There is what is called active listening, which is a technique of pastoral care. This is the kind of listening in which we engage the other deeply and openly. Our words, when we use them, indicate that we are listening–sometimes we repeat what we've said. There is empathy and a connection that holds the other person in a special embrace of being heard. There is a wonderful parable that I came across when I was a student; it was used as a thesis for a friend's paper on ministry. It is a parable based on this idea of active listening–and it is active for it takes lots of concentration to listen well. The parable is by Nell Morton, a feminist from the 70's. This is a short version of the parable:
A Group of women gathered around a wise and trusted teacher. One of the women asked, "What must I do to serve God?" The teacher replied, "You must love tenderly, act justly and walk humbly but proudly with your God." Another woman asked, "But how shall we do this?" The teacher replied, "Sit with one another and speak together about your lives." And the women thought that this was a strange way to serve God–and they looked at each other somewhat suspiciously, seeing that they were young and old, married, divorced, single, in relationships not always valued and respected by others; they were white, black, native, Asian; university educated and illiterate; they were boisterous and shy; they were rich and poor, courageous and frightened.

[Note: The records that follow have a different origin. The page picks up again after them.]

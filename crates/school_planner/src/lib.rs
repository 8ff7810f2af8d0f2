use std::sync::Arc;

use chrono::{DateTime, Utc};
use chrono_tz::Tz;

use school_api_client::{FileModel, SchoolApiClient};

pub mod config;
pub mod domains;
pub mod error;
pub mod routes;

pub use config::PlannerConfig;
pub use error::{PlannerError, PlannerResult};

use domains::calendar::{CalendarPayload, build_calendar_payload};
use domains::helpers::RelativeTimeFormatter;
use domains::school_year::{SchoolYear, resolve_current_school_year};
use domains::upload::SubmissionUpload;
use domains::videoconference::{RenderAction, StartOptions};

/// Planner operations over one upstream client and a fixed school time zone.
#[derive(Clone)]
pub struct PlannerService {
    client: Arc<dyn SchoolApiClient>,
    timezone: Tz,
    formatter: RelativeTimeFormatter,
}

impl PlannerService {
    pub fn new(client: Arc<dyn SchoolApiClient>, timezone: Tz, formatter: RelativeTimeFormatter) -> Self {
        Self {
            client,
            timezone,
            formatter,
        }
    }

    pub fn from_config(client: Arc<dyn SchoolApiClient>, config: &PlannerConfig) -> Self {
        Self::new(
            client,
            config.timezone,
            RelativeTimeFormatter::new(config.locale),
        )
    }

    /// Current wall clock in the school time zone.
    pub fn now(&self) -> DateTime<Tz> {
        Utc::now().with_timezone(&self.timezone)
    }

    pub async fn calendar(&self, school_id: &str) -> PlannerResult<CalendarPayload> {
        self.calendar_at(&self.now(), school_id).await
    }

    pub async fn calendar_at(
        &self,
        today: &DateTime<Tz>,
        school_id: &str,
    ) -> PlannerResult<CalendarPayload> {
        build_calendar_payload(self.client.as_ref(), &self.timezone, today, school_id).await
    }

    pub async fn current_school_year(
        &self,
        today: &DateTime<Tz>,
        state_code: &str,
    ) -> PlannerResult<SchoolYear> {
        resolve_current_school_year(self.client.as_ref(), &self.timezone, today, state_code).await
    }

    pub async fn videoconference_ui(&self, event_id: &str) -> PlannerResult<Option<RenderAction>> {
        domains::videoconference::event_ui(self.client.as_ref(), event_id).await
    }

    pub async fn start_conference(
        &self,
        event_id: &str,
        options: StartOptions,
    ) -> PlannerResult<String> {
        domains::videoconference::start_conference(self.client.as_ref(), event_id, options).await
    }

    pub async fn join_conference(&self, event_id: &str) -> PlannerResult<String> {
        domains::videoconference::join_conference(self.client.as_ref(), event_id).await
    }

    pub async fn upload_submission_file(&self, upload: SubmissionUpload) -> PlannerResult<FileModel> {
        domains::upload::upload_submission_file(self.client.as_ref(), upload).await
    }

    /// "vor 3 Tagen" style text for `date`, relative to now.
    pub fn time_from_now(&self, date: DateTime<Utc>) -> String {
        self.formatter.from_now(date, Utc::now())
    }
}
//! Wall-clock reinterpretation used for every calendar timestamp.
//!
//! The view layer and the REST API agree on "UTC milliseconds" that are really
//! the local wall-clock fields read as if they were UTC. That is not a time
//! zone conversion and must stay exactly this way.

use chrono::{DateTime, Duration, NaiveDate, NaiveDateTime, TimeZone, Utc};

/// One day in milliseconds.
pub const DAY_MS: i64 = 24 * 60 * 60 * 1000;

/// UTC timestamp of the given wall-clock fields, truncated to the minute.
pub fn to_utc_millis(local: &NaiveDateTime) -> i64 {
    let secs = local.and_utc().timestamp();
    (secs - secs.rem_euclid(60)) * 1000
}

/// Reinterpret the wall clock of `dt` in its own zone.
pub fn local_to_utc_millis<Tz: TimeZone>(dt: &DateTime<Tz>) -> i64 {
    to_utc_millis(&dt.naive_local())
}

/// Parse an ISO-8601 string into an instant in `tz`.
///
/// Offset-bearing strings are absolute, date-time strings without an offset are
/// local to `tz`, and date-only strings are UTC midnight.
pub fn parse_iso_instant<Tz: TimeZone>(iso: &str, tz: &Tz) -> Option<DateTime<Tz>> {
    let s = iso.trim();
    if let Ok(dt) = DateTime::parse_from_rfc3339(s) {
        return Some(dt.with_timezone(tz));
    }
    // Minute precision with an offset, e.g. `2023-07-06T00:00Z`.
    if let Ok(dt) = DateTime::parse_from_str(s, "%Y-%m-%dT%H:%M%#z") {
        return Some(dt.with_timezone(tz));
    }
    if let Ok(date) = NaiveDate::parse_from_str(s, "%Y-%m-%d") {
        let midnight = date.and_hms_opt(0, 0, 0)?;
        return Some(Utc.from_utc_datetime(&midnight).with_timezone(tz));
    }
    let naive = NaiveDateTime::parse_from_str(s, "%Y-%m-%dT%H:%M:%S%.f")
        .or_else(|_| NaiveDateTime::parse_from_str(s, "%Y-%m-%dT%H:%M"))
        .ok()?;
    // A wall-clock time skipped by a DST jump resolves one hour later.
    tz.from_local_datetime(&naive)
        .earliest()
        .or_else(|| tz.from_local_datetime(&(naive + Duration::hours(1))).earliest())
}

/// Parse then reinterpret; `None` for anything that is not a valid ISO date.
pub fn iso_to_utc_millis<Tz: TimeZone>(iso: &str, tz: &Tz) -> Option<i64> {
    parse_iso_instant(iso, tz).map(|dt| local_to_utc_millis(&dt))
}

/// `Math.round(sum / 2)` on integer milliseconds: halves round up.
pub fn midpoint_millis(a: i64, b: i64) -> i64 {
    (a + b + 1).div_euclid(2)
}

#[cfg(test)]
mod tests {
    use super::*;
    use chrono_tz::Tz;

    fn utc_ms(y: i32, m: u32, d: u32, h: u32, min: u32) -> i64 {
        NaiveDate::from_ymd_opt(y, m, d)
            .and_then(|date| date.and_hms_opt(h, min, 0))
            .map(|ndt| ndt.and_utc().timestamp_millis())
            .expect("valid date")
    }

    #[test]
    fn to_utc_millis_drops_seconds() {
        let ndt = NaiveDate::from_ymd_opt(2023, 8, 1)
            .and_then(|d| d.and_hms_milli_opt(10, 15, 42, 999))
            .unwrap();
        assert_eq!(to_utc_millis(&ndt), utc_ms(2023, 8, 1, 10, 15));
    }

    #[test]
    fn offsetless_iso_is_zone_independent() {
        for tz in [
            chrono_tz::UTC,
            chrono_tz::Europe::Berlin,
            chrono_tz::America::New_York,
            chrono_tz::Asia::Tokyo,
        ] {
            assert_eq!(
                iso_to_utc_millis("2023-08-01T00:00:00", &tz),
                Some(1_690_848_000_000),
                "zone {tz}"
            );
        }
    }

    #[test]
    fn offset_iso_is_read_in_local_wall_clock() {
        // 22:00Z on July 31st is midnight August 1st in Berlin (CEST).
        let tz: Tz = chrono_tz::Europe::Berlin;
        assert_eq!(
            iso_to_utc_millis("2023-07-31T22:00:00.000Z", &tz),
            Some(utc_ms(2023, 8, 1, 0, 0))
        );
        assert_eq!(
            iso_to_utc_millis("2023-07-31T22:00:00.000Z", &chrono_tz::UTC),
            Some(utc_ms(2023, 7, 31, 22, 0))
        );
    }

    #[test]
    fn minute_precision_with_offset_is_absolute() {
        let tz: Tz = chrono_tz::Europe::Berlin;
        assert_eq!(
            iso_to_utc_millis("2023-07-06T00:00Z", &tz),
            Some(utc_ms(2023, 7, 6, 2, 0))
        );
        assert_eq!(
            iso_to_utc_millis("2023-07-06T00:00+02:00", &tz),
            Some(utc_ms(2023, 7, 6, 0, 0))
        );
    }

    #[test]
    fn date_only_iso_is_utc_midnight() {
        let tz: Tz = chrono_tz::America::New_York;
        // Midnight UTC is 20:00 the previous evening in New York (EDT).
        assert_eq!(
            iso_to_utc_millis("2023-08-01", &tz),
            Some(utc_ms(2023, 7, 31, 20, 0))
        );
    }

    #[test]
    fn raw_instant_differs_from_reinterpreted_value() {
        let tz: Tz = chrono_tz::Europe::Berlin;
        let instant = parse_iso_instant("2023-08-01T00:00:00", &tz).unwrap();
        assert_eq!(instant.timestamp_millis(), utc_ms(2023, 7, 31, 22, 0));
        assert_eq!(local_to_utc_millis(&instant), utc_ms(2023, 8, 1, 0, 0));
    }

    #[test]
    fn skipped_wall_clock_moves_forward() {
        let tz: Tz = chrono_tz::Europe::Berlin;
        let dt = parse_iso_instant("2023-03-26T02:30:00", &tz).unwrap();
        assert_eq!(local_to_utc_millis(&dt), utc_ms(2023, 3, 26, 3, 30));
    }

    #[test]
    fn invalid_iso_yields_none() {
        assert_eq!(iso_to_utc_millis("not-a-date", &chrono_tz::UTC), None);
        assert_eq!(iso_to_utc_millis("2023-02-30T00:00:00", &chrono_tz::UTC), None);
    }

    #[test]
    fn midpoint_rounds_half_up() {
        assert_eq!(midpoint_millis(0, 3), 2);
        assert_eq!(midpoint_millis(2, 4), 3);
        assert_eq!(midpoint_millis(-3, 0), -1);
    }
}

But one by one, they began to speak... of caring for children and ageing parents; they talked about marching in peace demonstrations and going to prayer meetings; of teaching Sunday School and speaking in governments and councils; they spoke of dancing and studying; of listening and talking; of doubting and trusting; of joy and of pain; of hope and of despair. And as they talked, they began to understand why their teacher had asked them to sit together. They began to see how each of them, in different ways, was serving God. The women began to think again about their own paths and the implications of each step they took, each word they spoke, and each time they remained silent. As they thought about their lives, they thought about the moments when they were "silenced" by outside forces or by their own fear. They thought about how some words are more welcomed than others, especially the words that bring comfort and not the ones that bring challenge. They thought again how they needed to "hear each other into speech." They needed to take themselves and others seriously as agents of love and justice. They went back to their teacher to ask more questions. But they found the teacher prepared to leave. They were saddened that the teacher was leaving. The teacher told them, "The wisdom I impart is born of love, of commitment, of respect, of courage. Its roots are in each of you. The fruit of wisdom is born and nurtured when you come together as agents of love and when you go into the world."

We are called to "hear each other into speech," to actively listen to one another for listening gives life.
Some of you may remember W.O. Mitchell's book Who Has Seen the Wind?. Whenever I hear that phrase or title, what always strikes a chord in me isn't seeing the wind, but hearing the wind. I love listening to the wind, whether it's a storm and howling winds, or whether it's a gentle breeze. When I'm out hiking, especially when I'm alone, I like nothing better than to sit under a pine tree, with its pungent smell, and listen to the wind.
The act of listening isn't related to the physical act of hearing. It is partly, but it is more a sense of recognition. One of the marvels of animals–and we have this capacity, too–is that mothers and fathers can pick out the noise that their offspring make, especially in times of danger. Like the penguin, if your remember The March of the Penguins.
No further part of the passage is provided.